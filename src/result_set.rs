// Copyright 2025 webglobe-dns authors
// This program is free software: you can redistribute it and/or modify
// it under the terms of the GNU General Public License as published by
// the Free Software Foundation, either version 3 of the License, or
// (at your option) any later version.
//
// This program is distributed in the hope that it will be useful,
// but WITHOUT ANY WARRANTY; without even the implied warranty of
// MERCHANTABILITY or FITNESS FOR A PARTICULAR PURPOSE.  See the
// GNU General Public License for more details.
//
// You should have received a copy of the GNU General Public License
// along with this program.  If not, see <http://www.gnu.org/licenses/>.

use std::cmp::Ordering;
use std::ops::Index;

use crate::error::{Error, Result};

/// Value of a filterable field.
///
/// Items expose their fields through this enum so criteria can be compared
/// without reflection. Integers cover ids, ttl and aux; strings cover the
/// rest.
#[derive(Debug, Clone, PartialEq, Eq)]
pub enum FieldValue {
    Int(i64),
    Str(String),
}

impl From<i64> for FieldValue {
    fn from(v: i64) -> Self {
        Self::Int(v)
    }
}

impl From<u64> for FieldValue {
    fn from(v: u64) -> Self {
        Self::Int(v as i64)
    }
}

impl From<u32> for FieldValue {
    fn from(v: u32) -> Self {
        Self::Int(i64::from(v))
    }
}

impl From<&str> for FieldValue {
    fn from(v: &str) -> Self {
        Self::Str(v.to_string())
    }
}

impl From<String> for FieldValue {
    fn from(v: String) -> Self {
        Self::Str(v)
    }
}

impl FieldValue {
    fn cmp_same_kind(&self, other: &Self) -> Ordering {
        match (self, other) {
            (Self::Int(a), Self::Int(b)) => a.cmp(b),
            (Self::Str(a), Self::Str(b)) => a.cmp(b),
            // A field always yields one kind across a homogeneous set.
            (Self::Int(_), Self::Str(_)) => Ordering::Less,
            (Self::Str(_), Self::Int(_)) => Ordering::Greater,
        }
    }
}

/// Exposes a closed set of named fields for filtering and sorting.
pub trait Filterable {
    /// The legal field names for this item type.
    fn filter_fields() -> &'static [&'static str];

    /// Current value of a field, or `None` when the field has no value on
    /// this item (e.g. the id of an unsaved record). `name` is always one
    /// of [`filter_fields`](Self::filter_fields).
    fn field(&self, name: &str) -> Option<FieldValue>;
}

/// Homogeneous ordered container returned by listing operations.
///
/// All query operations return a new set and leave the source untouched.
#[derive(Debug, Clone)]
pub struct ResultSet<T> {
    items: Vec<T>,
}

impl<T: Filterable + Clone> ResultSet<T> {
    pub fn new(items: Vec<T>) -> Self {
        Self { items }
    }

    pub fn len(&self) -> usize {
        self.items.len()
    }

    pub fn is_empty(&self) -> bool {
        self.items.is_empty()
    }

    pub fn iter(&self) -> std::slice::Iter<'_, T> {
        self.items.iter()
    }

    /// Returns the items where every named field equals the given value.
    ///
    /// Empty criteria returns a copy of the whole set. Naming a field
    /// outside the item's field set is an error.
    pub fn filter(&self, criteria: &[(&str, FieldValue)]) -> Result<Self> {
        for (key, _) in criteria {
            if !T::filter_fields().iter().any(|f| f == key) {
                return Err(Error::UnknownField((*key).to_string()));
            }
        }

        let items = self
            .items
            .iter()
            .filter(|item| {
                criteria
                    .iter()
                    .all(|(key, value)| item.field(key).as_ref() == Some(value))
            })
            .cloned()
            .collect();

        Ok(Self { items })
    }

    /// Filters and requires exactly one match.
    pub fn get(&self, criteria: &[(&str, FieldValue)]) -> Result<T> {
        if criteria.is_empty() {
            return Err(Error::precondition("get requires at least one criterion"));
        }

        let filtered = self.filter(criteria)?;
        match filtered.len() {
            1 => Ok(filtered.items.into_iter().next().unwrap()),
            matched => Err(Error::AmbiguousLookup { matched }),
        }
    }

    /// Shorthand for a lookup by the `id` field.
    pub fn get_by_id(&self, id: u64) -> Result<T> {
        self.get(&[("id", FieldValue::from(id))])
    }

    /// Returns a new set ordered ascending by the named field. Items
    /// without a value for the field sort last.
    pub fn sort(&self, key: &str) -> Result<Self> {
        if !T::filter_fields().iter().any(|f| *f == key) {
            return Err(Error::UnknownField(key.to_string()));
        }

        let mut items = self.items.clone();
        items.sort_by(|a, b| match (a.field(key), b.field(key)) {
            (Some(x), Some(y)) => x.cmp_same_kind(&y),
            (Some(_), None) => Ordering::Less,
            (None, Some(_)) => Ordering::Greater,
            (None, None) => Ordering::Equal,
        });

        Ok(Self { items })
    }
}

impl<T> Index<usize> for ResultSet<T> {
    type Output = T;

    fn index(&self, position: usize) -> &T {
        &self.items[position]
    }
}

impl<T> IntoIterator for ResultSet<T> {
    type Item = T;
    type IntoIter = std::vec::IntoIter<T>;

    fn into_iter(self) -> Self::IntoIter {
        self.items.into_iter()
    }
}

impl<'a, T> IntoIterator for &'a ResultSet<T> {
    type Item = &'a T;
    type IntoIter = std::slice::Iter<'a, T>;

    fn into_iter(self) -> Self::IntoIter {
        self.items.iter()
    }
}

——————

#### TRY IT:
Give again each line shown above, keeping every word as it is.

#### RESPONSE:
filename src/result_set.rs
// Copyright 2025 webglobe-dns authors
// This program is free software: you can redistribute it and/or modify
// it under the terms of the GNU General Public License as published by
// the Free Software Foundation, either version 3 of the License, or
// (at your option) any later version.
//
// This program is distributed in the hope that it will be useful,
// but WITHOUT ANY WARRANTY; without even the implied warranty of
// MERCHANTABILITY or FITNESS FOR A PARTICULAR PURPOSE.  See the
// GNU General Public License for more details.
//
// You should have received a copy of the GNU General Public License
// along with this program.  If not, see <http://www.gnu.org/licenses/>.

use std::cmp::Ordering;
use std::ops::Index;

use crate::error::{Error, Result};

/// Value of a filterable field.
///
/// Items expose their fields through this enum so criteria can be compared
/// without reflection. Integers cover ids, ttl and aux; strings cover the
/// rest.
#[derive(Debug, Clone, PartialEq, Eq)]
pub enum FieldValue {
    Int(i64),
    Str(String),
}

impl From<i64> for FieldValue {
    fn from(v: i64) -> Self {
        Self::Int(v)
    }
}

impl From<u64> for FieldValue {
    fn from(v: u64) -> Self {
        Self::Int(v as i64)
    }
}

impl From<u32> for FieldValue {
    fn from(v: u32) -> Self {
        Self::Int(i64::from(v))
    }
}

impl From<&str> for FieldValue {
    fn from(v: &str) -> Self {
        Self::Str(v.to_string())
    }
}

impl From<String> for FieldValue {
    fn from(v: String) -> Self {
        Self::Str(v)
    }
}

impl FieldValue {
    fn cmp_same_kind(&self, other: &Self) -> Ordering {
        match (self, other) {
            (Self::Int(a), Self::Int(b)) => a.cmp(b),
            (Self::Str(a), Self::Str(b)) => a.cmp(b),
            // A field always yields one kind across a homogeneous set.
            (Self::Int(_), Self::Str(_)) => Ordering::Less,
            (Self::Str(_), Self::Int(_)) => Ordering::Greater,
        }
    }
}

/// Exposes a closed set of named fields for filtering and sorting.
pub trait Filterable {
    /// The legal field names for this item type.
    fn filter_fields() -> &'static [&'static str];

    /// Current value of a field, or `None` when the field has no value on
    /// this item (e.g. the id of an unsaved record). `name` is always one
    /// of [`filter_fields`](Self::filter_fields).
    fn field(&self, name: &str) -> Option<FieldValue>;
}

/// Homogeneous ordered container returned by listing operations.
///
/// All query operations return a new set and leave the source untouched.
#[derive(Debug, Clone)]
pub struct ResultSet<T> {
    items: Vec<T>,
}

impl<T: Filterable + Clone> ResultSet<T> {
    pub fn new(items: Vec<T>) -> Self {
        Self { items }
    }

    pub fn len(&self) -> usize {
        self.items.len()
    }

    pub fn is_empty(&self) -> bool {
        self.items.is_empty()
    }

    pub fn iter(&self) -> std::slice::Iter<'_, T> {
        self.items.iter()
    }

    /// Returns the items where every named field equals the given value.
    ///
    /// Empty criteria returns a copy of the whole set. Naming a field
    /// outside the item's field set is an error.
    pub fn filter(&self, criteria: &[(&str, FieldValue)]) -> Result<Self> {
        for (key, _) in criteria {
            if !T::filter_fields().iter().any(|f| f == key) {
                return Err(Error::UnknownField((*key).to_string()));
            }
        }

        let items = self
            .items
            .iter()
            .filter(|item| {
                criteria
                    .iter()
                    .all(|(key, value)| item.field(key).as_ref() == Some(value))
            })
            .cloned()
            .collect();

        Ok(Self { items })
    }

    /// Filters and requires exactly one match.
    pub fn get(&self, criteria: &[(&str, FieldValue)]) -> Result<T> {
        if criteria.is_empty() {
            return Err(Error::precondition("get requires at least one criterion"));
        }

        let filtered = self.filter(criteria)?;
        match filtered.len() {
            1 => Ok(filtered.items.into_iter().next().unwrap()),
            matched => Err(Error::AmbiguousLookup { matched }),
        }
    }

    /// Shorthand for a lookup by the `id` field.
    pub fn get_by_id(&self, id: u64) -> Result<T> {
        self.get(&[("id", FieldValue::from(id))])
    }

    /// Returns a new set ordered ascending by the named field. Items
    /// without a value for the field sort last.
    pub fn sort(&self, key: &str) -> Result<Self> {
        if !T::filter_fields().iter().any(|f| *f == key) {
            return Err(Error::UnknownField(key.to_string()));
        }

        let mut items = self.items.clone();
        items.sort_by(|a, b| match (a.field(key), b.field(key)) {
            (Some(x), Some(y)) => x.cmp_same_kind(&y),
            (Some(_), None) => Ordering::Less,
            (None, Some(_)) => Ordering::Greater,
            (None, None) => Ordering::Equal,
        });

        Ok(Self { items })
    }
}

impl<T> Index<usize> for ResultSet<T> {
    type Output = T;

    fn index(&self, position: usize) -> &T {
        &self.items[position]
    }
}

impl<T> IntoIterator for ResultSet<T> {
    type Item = T;
    type IntoIter = std::vec::IntoIter<T>;

    fn into_iter(self) -> Self::IntoIter {
        self.items.into_iter()
    }
}

impl<'a, T> IntoIterator for &'a ResultSet<T> {
    type Item = &'a T;
    type IntoIter = std::slice::Iter<'a, T>;

    fn into_iter(self) -> Self::IntoIter {
        self.items.iter()
    }
}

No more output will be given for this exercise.